Bug 1638563 - Updates often not found on first click of 'refresh' button (openQA testing)
Summary: Updates often not found on first click of 'refresh' button (openQA testing)
Status: CLOSED ERRATA
Alias: None
Product: Fedora
Classification: Fedora
Component: gnome-software   
(Show other bugs)
Version: 28
Hardware: x86_64
OS: Linux
unspecified
high
Target Milestone: ---
Assignee: Richard Hughes
QA Contact: Fedora Extras Quality Assurance
URL:
Whiteboard:
Keywords:
Depends On:
Blocks:
TreeView+ depends on / blocked
 
Reported: 2018-10-11 22:29 UTC by Adam Williamson
Modified: 2018-11-03 02:56 UTC (History)
2 users (show)

Fixed In Version: gnome-software-3.28.2-4.fc28 gnome-software-3.28.2-4.fc27
Doc Type: If docs needed, set a value
Doc Text:
Story Points: ---
Clone Of:
Environment:
Last Closed: 2018-10-20 23:51:34 UTC
Type: Bug
Regression: ---
Mount Type: ---
Documentation: ---
CRM:
Verified Versions:
Category: ---
oVirt Team: ---
RHEL 7.3 requirements from Atomic Host:
Cloudforms Team: ---


Attachments (Terms of Use)
the diff showing the debug statements I added to gnome-software for testing (2.74 KB, patch)
2018-10-11 22:29 UTC, Adam Williamson
no flags Details | Diff
the verbose output from gnome-software, with my added debug statements (1.11 MB, text/plain)
2018-10-11 22:44 UTC, Adam Williamson
no flags Details
PackageKit log messages from the run (277.67 KB, text/plain)
2018-10-11 22:44 UTC, Adam Williamson
no flags Details

Description Adam Williamson 2018-10-11 22:29:02 UTC
In openQA, there is a test which tries to check GNOME Software can correctly find and install updates (not upgrades), with whatever packages are in the update being tested.

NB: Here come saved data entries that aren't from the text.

/// seeds `n` checked-in fighters for a fresh event, returning their ids in
/// ascending order — `generateBracket` sorts entries by fighter id for a
/// stable, reproducible seed order (DESIGN.md, bracket generation), so
/// building the id list pre-sorted lets a test predict exactly which
/// fighter lands in which round-1 slot.
async fn seed_event_with_fighters(storage: &Arc<InMemoryStorage>, n: usize) -> (EventId, Vec<FighterId>) {
    let event_id = Uuid::new_v4();
    storage
        .seed_event(Event {
            id: event_id,
            name: "Test Open".into(),
            scheduled_date: Utc.with_ymd_and_hms(2026, 3, 1, 0, 0, 0).unwrap(),
            venue: "Gym".into(),
            status: EventStatus::InProgress,
        })
        .await;

    let mut ids: Vec<FighterId> = (0..n).map(|_| Uuid::new_v4()).collect();
    ids.sort();
    for &id in &ids {
        storage.seed_fighter(fighter(id, BeltRank::Blue)).await;
        storage.seed_entry(entry(event_id, id)).await;
    }
    (event_id, ids)
}

async fn matches_by_round_number(
    storage: &Arc<InMemoryStorage>,
    bracket_id: Uuid,
    round_number: u32,
) -> Vec<Match> {
    use fk_grappling_core::storage::StoragePort;
    let rounds = storage.list_rounds_by_bracket(bracket_id).await.unwrap();
    let round = rounds.into_iter().find(|r| r.round_number == round_number).unwrap();
    let mut matches = storage.list_matches_by_round(round.id).await.unwrap();
    matches.sort_by_key(|m| m.position.unwrap_or(u32::MAX));
    matches
}

/// 1) 8-fighter single-elim, no byes: post an A-win in every match and
/// expect the original round-1 slot-A participant to be champion.
#[tokio::test]
async fn given_eight_fighter_single_elim_when_every_match_is_an_a_win_then_slot_a_chain_wins_the_final() {
    use fk_grappling_core::storage::StoragePort;

    let storage = Arc::new(InMemoryStorage::new());
    let (event_id, ids) = seed_event_with_fighters(&storage, 8).await;
    let engine = BracketEngine::new(storage.clone());

    let bracket = engine
        .create_bracket(
            event_id,
            None,
            BracketConfig::SingleElim { seeding_method: SeedingMethod::InputOrder },
            0,
            true,
        )
        .await
        .unwrap();
    engine.generate_bracket(bracket.id).await.unwrap();

    // round 1: 4 matches, always let slot A win.
    let round1 = matches_by_round_number(&storage, bracket.id, 1).await;
    assert_eq!(round1.len(), 4);
    for m in &round1 {
        engine
            .update_match_result(m.id, MatchResultKind::PlayerAWin, Some("Submission".into()), Some(240))
            .await
            .unwrap();
    }

    let round2 = matches_by_round_number(&storage, bracket.id, 2).await;
    assert_eq!(round2.len(), 2);
    for m in &round2 {
        assert!(m.both_slots_set(), "round 2 match should be fully resolved by round 1 results");
        engine
            .update_match_result(m.id, MatchResultKind::PlayerAWin, None, Some(180))
            .await
            .unwrap();
    }

    let round3 = matches_by_round_number(&storage, bracket.id, 3).await;
    assert_eq!(round3.len(), 1);
    assert_eq!(round3[0].slot_a, Some(ids[0]));
    engine
        .update_match_result(round3[0].id, MatchResultKind::PlayerAWin, None, Some(60))
        .await
        .unwrap();

    let final_match = storage.get_match(round3[0].id).await.unwrap();
    let (winner, _) = final_match.winner_loser();
    assert_eq!(winner, Some(ids[0]));

    let rounds = storage.list_rounds_by_bracket(bracket.id).await.unwrap();
    assert_eq!(rounds.len(), 3);
    assert!(rounds.iter().all(|r| r.status == RoundStatus::Completed));

    let all_matches = storage.list_matches_by_bracket(bracket.id).await.unwrap();
    assert_eq!(all_matches.len(), 7);

    let final_bracket = storage.get_bracket_format(bracket.id).await.unwrap();
    assert!(final_bracket.finalized, "bracket should finalize once the final round completes");
}

/// 2) 6-fighter single-elim: round 1 has 3 contested matches (no byes, since
/// 6 is even), and round 2's topology shortfall resolves into an automatic
/// bye rather than getting stuck.
#[tokio::test]
async fn given_six_fighter_single_elim_when_round_one_completes_then_no_round_two_match_is_stuck() {
    use fk_grappling_core::storage::StoragePort;

    let storage = Arc::new(InMemoryStorage::new());
    let (event_id, _ids) = seed_event_with_fighters(&storage, 6).await;
    let engine = BracketEngine::new(storage.clone());

    let bracket = engine
        .create_bracket(
            event_id,
            None,
            BracketConfig::SingleElim { seeding_method: SeedingMethod::InputOrder },
            0,
            true,
        )
        .await
        .unwrap();
    engine.generate_bracket(bracket.id).await.unwrap();

    let round1 = matches_by_round_number(&storage, bracket.id, 1).await;
    assert_eq!(round1.len(), 3);
    assert!(round1.iter().all(|m| m.method.as_deref() != Some("Bye")));

    for m in &round1 {
        engine
            .update_match_result(m.id, MatchResultKind::PlayerAWin, None, Some(120))
            .await
            .unwrap();
    }

    let round2 = matches_by_round_number(&storage, bracket.id, 2).await;
    assert_eq!(round2.len(), 2);
    // every round-2 match is either fully contested (Ready) or already
    // resolved automatically as a bye — never left with an unresolved slot.
    for m in &round2 {
        assert!(
            m.status == MatchStatus::Ready || m.status == MatchStatus::Completed,
            "round 2 match {:?} is stuck in {:?}",
            m.id,
            m.status
        );
    }
    assert!(round2.iter().any(|m| m.method.as_deref() == Some("Bye")));
    assert!(round2.iter().any(|m| m.status == MatchStatus::Ready));
}

/// 3) 5-fighter Swiss over 3 rounds: the middle seed gets round 1's bye,
/// and round 2 avoids repeating any round-1 pairing.
#[tokio::test]
async fn given_five_fighter_swiss_when_round_one_completes_then_middle_seed_got_the_bye_and_round_two_avoids_rematches(
) {
    use fk_grappling_core::storage::StoragePort;

    let storage = Arc::new(InMemoryStorage::new());
    let (event_id, ids) = seed_event_with_fighters(&storage, 5).await;
    let engine = BracketEngine::new(storage.clone());

    let bracket = engine
        .create_bracket(
            event_id,
            None,
            BracketConfig::Swiss { seeding_method: SeedingMethod::InputOrder, rounds: None },
            0,
            true,
        )
        .await
        .unwrap();
    engine.generate_bracket(bracket.id).await.unwrap();

    let round1 = matches_by_round_number(&storage, bracket.id, 1).await;
    assert_eq!(round1.len(), 3);
    let bye = round1.iter().find(|m| m.method.as_deref() == Some("Bye")).unwrap();
    assert_eq!(bye.slot_a, Some(ids[2]), "spec §4.3.3: the middle seed (index n/2) gets round 1's bye");
    assert_eq!(bye.status, MatchStatus::Completed);

    let mut round1_pairs: Vec<(FighterId, FighterId)> = Vec::new();
    for m in &round1 {
        if m.method.as_deref() == Some("Bye") {
            continue;
        }
        engine
            .update_match_result(m.id, MatchResultKind::PlayerAWin, None, Some(180))
            .await
            .unwrap();
        round1_pairs.push((m.slot_a.unwrap(), m.slot_b.unwrap()));
    }

    let round2 = matches_by_round_number(&storage, bracket.id, 2).await;
    assert_eq!(round2.len(), 3);
    for m in &round2 {
        if let (Some(a), Some(b)) = (m.slot_a, m.slot_b) {
            assert!(
                !round1_pairs.contains(&(a, b)) && !round1_pairs.contains(&(b, a)),
                "round 2 repeated a round-1 pairing that wasn't unavoidable"
            );
        }
    }
}

/// 4) 7-fighter guaranteed-matches, target 3, max 1 rematch: every fighter
/// finishes with exactly 3 matches and the bracket self-terminates.
#[tokio::test]
async fn given_seven_fighter_guaranteed_matches_when_played_to_completion_then_every_fighter_has_exactly_three(
) {
    use fk_grappling_core::storage::StoragePort;

    let storage = Arc::new(InMemoryStorage::new());
    let (event_id, ids) = seed_event_with_fighters(&storage, 7).await;
    let engine = BracketEngine::new(storage.clone());

    let bracket = engine
        .create_bracket(
            event_id,
            None,
            BracketConfig::GuaranteedMatches {
                seeding_method: SeedingMethod::InputOrder,
                match_count: 3,
                max_rematches: 1,
                weight_based_pairing: true,
            },
            0,
            true,
        )
        .await
        .unwrap();
    engine.generate_bracket(bracket.id).await.unwrap();

    // play every Ready match to an A-win until the bracket finalizes or we
    // hit a safety bound (guards against an infeasible test, not a real loop).
    for _ in 0..20 {
        let b = storage.get_bracket_format(bracket.id).await.unwrap();
        if b.finalized {
            break;
        }
        let all = storage.list_matches_by_bracket(bracket.id).await.unwrap();
        let ready: Vec<Match> = all.into_iter().filter(|m| m.status == MatchStatus::Ready).collect();
        if ready.is_empty() {
            break;
        }
        for m in ready {
            engine
                .update_match_result(m.id, MatchResultKind::PlayerAWin, None, Some(180))
                .await
                .unwrap();
        }
    }

    let b = storage.get_bracket_format(bracket.id).await.unwrap();
    assert!(b.finalized, "guaranteed-matches bracket should finalize once nobody needs more matches");

    let all_matches = storage.list_matches_by_bracket(bracket.id).await.unwrap();
    assert!(all_matches.len() <= 11, "at most ceil(7*3/2) = 11 matches");

    let mut played: HashMap<FighterId, u32> = HashMap::new();
    for m in &all_matches {
        if m.status != MatchStatus::Completed {
            continue;
        }
        for slot in [m.slot_a, m.slot_b].into_iter().flatten() {
            *played.entry(slot).or_default() += 1;
        }
    }
    for id in &ids {
        assert_eq!(played.get(id).copied().unwrap_or(0), 3, "fighter {id} should have exactly 3 matches");
    }
}

/// 5) 8-fighter double-elim, every match an A-win throughout: exactly
/// n-1 + n-2 + 1 = 14 decisive matches, and the grand-finals champion is the
/// winners-bracket champion (since the grand-finals slot-A dependency is
/// always the winners-final winner — see DESIGN.md).
#[tokio::test]
async fn given_eight_fighter_double_elim_when_every_match_is_an_a_win_then_winners_champion_takes_grand_finals(
) {
    use fk_grappling_core::storage::StoragePort;

    let storage = Arc::new(InMemoryStorage::new());
    let (event_id, _ids) = seed_event_with_fighters(&storage, 8).await;
    let engine = BracketEngine::new(storage.clone());

    let bracket = engine
        .create_bracket(
            event_id,
            None,
            BracketConfig::DoubleElim { seeding_method: SeedingMethod::InputOrder },
            0,
            true,
        )
        .await
        .unwrap();
    engine.generate_bracket(bracket.id).await.unwrap();

    // drain every Ready match with an A-win until none remain.
    let mut safety = 0;
    loop {
        safety += 1;
        assert!(safety < 30, "propagation should converge well before this bound");
        let all = storage.list_matches_by_bracket(bracket.id).await.unwrap();
        let ready: Vec<Match> = all.into_iter().filter(|m| m.status == MatchStatus::Ready).collect();
        if ready.is_empty() {
            break;
        }
        for m in ready {
            engine
                .update_match_result(m.id, MatchResultKind::PlayerAWin, None, Some(150))
                .await
                .unwrap();
        }
    }

    let all_matches = storage.list_matches_by_bracket(bracket.id).await.unwrap();
    let decisive: Vec<&Match> = all_matches.iter().filter(|m| m.result.is_some()).collect();
    assert_eq!(decisive.len(), 14, "n-1 + n-2 + 1 = 7 + 6 + 1 for a power-of-two field of 8");

    let rounds = storage.list_rounds_by_bracket(bracket.id).await.unwrap();
    let grand_finals_round = rounds
        .iter()
        .find(|r| r.metadata.lane == Some(fk_grappling_core::model::BracketLane::Finals))
        .unwrap();
    let grand_finals = storage.list_matches_by_round(grand_finals_round.id).await.unwrap();
    assert_eq!(grand_finals.len(), 1);
    let gf = &grand_finals[0];
    let (winner, _) = gf.winner_loser();
    // slot A of grand finals is always the winners-bracket finalist (spec
    // §4.3.2 point 3); since every match was an A-win throughout, that
    // finalist is also the grand-finals winner.
    assert_eq!(winner, gf.slot_a);

    let b = storage.get_bracket_format(bracket.id).await.unwrap();
    assert!(b.finalized);
}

Note the test is *not* checking that GNOME Software can install the *update under test itself*, but that *with that update installed*, GNOME Software can still find and install a 'dummy' update. The test does this:

1) Boot a clean disk image of the release under test (created by virt-manager)
2) Log in as a user account created as part of the install
3) Run through the user-mode gnome-initial-setup that appears on this first login
4) From the clean desktop, switch to a VT, log in as root
5) Fiddle with the repo definitions a bit (switch from metalink to mirrorlist)
5) Install Bodhi CLI client, download the packages from the update to a scratch directory, create a local repo for the directory
6) Run 'dnf -y update'
7) Reboot
8) Log into the desktop again
9) Switch to a VT, log in as root
10) With dnf, remove python3-kickstart, if it is installed
11) With dnf, install a dummy python3-kickstart-1.1 package from a special side repo
12) Switch back to the desktop
13) Run gnome-software, go to the Updates pane
14) Click the 'refresh' button

At this point, what the test expects to happen is: gnome-software should notice that an update is available for python3-kickstart (as we know for sure the distro will contain a higher-versioned python3-kickstart package) and show that an update is available for install. At which point the test clicks the 'apply' button and carries on from there.

However, many times when this test runs on F27 and F28, that is not what happens. Instead, after 14), gnome-software thinks for a bit and then shows the "Software is up to date" screen. i.e. it does *not* think an update is available.

If I add a workaround to the test which makes it retry when this happens - spot the 'Software is up to date' screen, and click the 'refresh' button again - then it seems to always work on the *second* try. The update is found and the test proceeds.

I believe at least for some time, openQA was running into https://bugzilla.redhat.com/show_bug.cgi?id=1314991 here. For a while we actually got the "Cancelled by user action" error mentioned in comment #7 there, and the workaround cued off that. But I'm not so sure that's the case any *more*. We aren't seeing that error, and after I poked at the problem a bit and did some debugging, I'm not convinced it's a 'transaction collision' problem that we're seeing now.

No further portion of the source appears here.